Martes, 2 de Marzo de 2010

Éxitos antes que proyectos

Zaragoza y Barcelona dependen de la mejora deportiva

P. GRANDE ·02/03/2010 - 08:00h

PACO GRANDE - Blanca Fernández Ochoa saluda a Rienda.

Bajo este clima de ruina soterrada se mueven las candidaturas de Zaragoza y Barcelona para acoger los Juegos de 2020. Dos vías que abren los interrogantes sobre el modelo de futuro. ¿Se debe solicitar una sede olímpica sin buenos resultados deportivos? Marisol Casado, nueva miembro español del COI, defiende que "sin éxito deportivo, nunca puede haber éxito organizativo". Jaime Lissa-vetzky, secretario de Estado para el Deporte, maneja una línea distinta. "La actuación gris en Vancouver no impedirá que Zaragoza y Barcelona presenten buenas candidaturas para 2022", asegura.

El hielo, cuyos tres representantes lograron su mejor resultado de siempre, un salvoconducto de credibilidad, es el único punto de apoyo que pueden encontrar las ciudades aspirantes españolas. Sin embargo, su presidenta, María Teresa Samaranch, pone de relieve las carencias actuales. "Estoy en parte de acuerdo con los que critican esta decisión de pedir unos Juegos. Nosotros sólo tenemos 15 pistas en toda España. Hablamos de un período de 12 años, tiempo en el que se acometa primero la construcción de pistas y luego la promoción de deportistas, porque, como todos sabemos, sin participación local, no tiene ningún sentido y esa es la variable que internacionalmente más se tiene en cuenta".

Ferrán Terra, esquiador español, abre una variable de esperanza. "Pienso que así habrá más ayudas y que se conocerá nuestro deporte. Hay gente que no tiene ni idea de las disciplinas invernales". Mientras, Eduardo Roldán defiende el tirón positivo que puede suponer la doble opción de candidatura. "Es verdad que en el currículo de todo buen aspirante debe haber un palmarés, pero Barcelona-92 propició la promoción de deportistas, y me parece legítima y posible la aspiración", concluye el presidente federativo.

Sin embargo, como cualquier mensaje del COI en la elección de una sede olímpica, la necesidad de un buen resultado deportivo del país organizador aparece entre líneas a la hora de hacer lobby. Una situación que tanto Jordi Hereu como Juan Alberto Belloch, alcaldes de Barcelona y Zaragoza, respectivamente, han asumido durante la promoción de sus ciudades en Vancouver.

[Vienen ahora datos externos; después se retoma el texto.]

//! MCP Request Router
//!
//! Handles routing of aggregated MCP requests to the member server that owns
//! the tool, prompt or resource.
//!
//! # Namespacing
//!
//! Tools and prompts are namespaced as `{server_name}__{name}`
//! (e.g., `github__create_issue`). Resource URIs are left untouched and routed
//! through an owner table built while listing.

use std::collections::HashMap;

use serde_json::Value;

/// Separator between the server name and the original name
pub const NAME_SEPARATOR: &str = "__";

/// Parsed tool or prompt name with server prefix
#[derive(Debug, Clone, PartialEq, Eq)]
pub struct ParsedName {
    /// Member server name (e.g., "github")
    pub server_name: String,
    /// Name as the member server knows it (e.g., "create_issue")
    pub name: String,
}

/// Prefix a tool or prompt name with its server name
pub fn prefix_name(server_name: &str, name: &str) -> String {
    format!("{}{}{}", server_name, NAME_SEPARATOR, name)
}

/// Split a prefixed name at the first separator
pub fn parse_name(prefixed: &str) -> Option<ParsedName> {
    let (server_name, name) = prefixed.split_once(NAME_SEPARATOR)?;
    if server_name.is_empty() || name.is_empty() {
        return None;
    }
    Some(ParsedName {
        server_name: server_name.to_string(),
        name: name.to_string(),
    })
}

/// Rewrite the `name` field of every listed item in place.
///
/// Items are raw JSON so any field the proxy does not know about survives.
pub fn prefix_items(server_name: &str, items: Vec<Value>) -> Vec<Value> {
    items
        .into_iter()
        .map(|mut item| {
            if let Some(name) = item.get("name").and_then(Value::as_str) {
                let prefixed = prefix_name(server_name, name);
                item["name"] = Value::String(prefixed);
            }
            item
        })
        .collect()
}

/// Which member server listed each resource URI
#[derive(Debug, Default, Clone)]
pub struct ResourceOwners {
    owners: HashMap<String, String>,
}

impl ResourceOwners {
    pub fn new() -> Self {
        Self::default()
    }

    /// Record the owner of every `uri` in a resources/list page
    pub fn record(&mut self, server_name: &str, resources: &[Value]) {
        for uri in resources
            .iter()
            .filter_map(|resource| resource.get("uri").and_then(Value::as_str))
        {
            self.owners
                .entry(uri.to_string())
                .or_insert_with(|| server_name.to_string());
        }
    }

    pub fn owner_of(&self, uri: &str) -> Option<&str> {
        self.owners.get(uri).map(String::as_str)
    }

    pub fn clear(&mut self) {
        self.owners.clear();
    }
}

/// Types of MCP methods
#[derive(Debug, Clone, Copy, PartialEq, Eq)]
pub enum McpMethod {
    Initialize,
    Ping,
    Notification,
    ToolsList,
    ToolsCall,
    ResourcesList,
    ResourceTemplatesList,
    ResourcesRead,
    PromptsList,
    PromptsGet,
    Unknown,
}

impl McpMethod {
    /// Determine which MCP method a name maps to
    pub fn from_name(method: &str) -> Self {
        match method {
            "initialize" => McpMethod::Initialize,
            "ping" => McpMethod::Ping,
            "tools/list" => McpMethod::ToolsList,
            "tools/call" => McpMethod::ToolsCall,
            "resources/list" => McpMethod::ResourcesList,
            "resources/templates/list" => McpMethod::ResourceTemplatesList,
            "resources/read" => McpMethod::ResourcesRead,
            "prompts/list" => McpMethod::PromptsList,
            "prompts/get" => McpMethod::PromptsGet,
            m if m.starts_with("notifications/") => McpMethod::Notification,
            _ => McpMethod::Unknown,
        }
    }

    /// Does this method require routing to a specific member?
    pub fn requires_routing(&self) -> bool {
        matches!(
            self,
            McpMethod::ToolsCall | McpMethod::ResourcesRead | McpMethod::PromptsGet
        )
    }

    /// Does this method aggregate results from all members?
    pub fn aggregates_results(&self) -> bool {
        matches!(
            self,
            McpMethod::ToolsList
                | McpMethod::ResourcesList
                | McpMethod::ResourceTemplatesList
                | McpMethod::PromptsList
        )
    }

    /// Answered by the aggregator itself without touching a member
    pub fn is_proxy_handled(&self) -> bool {
        matches!(
            self,
            McpMethod::Initialize | McpMethod::Ping | McpMethod::Notification
        )
    }

    /// Key of the result array a list method returns
    pub fn list_key(&self) -> Option<&'static str> {
        match self {
            McpMethod::ToolsList => Some("tools"),
            McpMethod::ResourcesList => Some("resources"),
            McpMethod::ResourceTemplatesList => Some("resourceTemplates"),
            McpMethod::PromptsList => Some("prompts"),
            _ => None,
        }
    }

    /// Whether listed items get their `name` prefixed
    pub fn prefixes_names(&self) -> bool {
        matches!(self, McpMethod::ToolsList | McpMethod::PromptsList)
    }
}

"Faltan 12 años, hay que cambiar la planificación total y empezar a trabajar con un grupo joven", incide Alejandro Blanco, presidente del COE, que llama a la reflexión absoluta. "¿Cómo vas a plantear hacer unos Juegos en un país en el que sólo seis deportistas han conseguido la clasificación directa y el resto han sido repescados? Les he dicho a los dos alcaldes que sin éxito deportivo, no se puede hablar de éxito organizativo".

Una premisa que, junto a las posibles pegas de infraestructuras, ha condenado de forma continua todos los intentos de Jaca.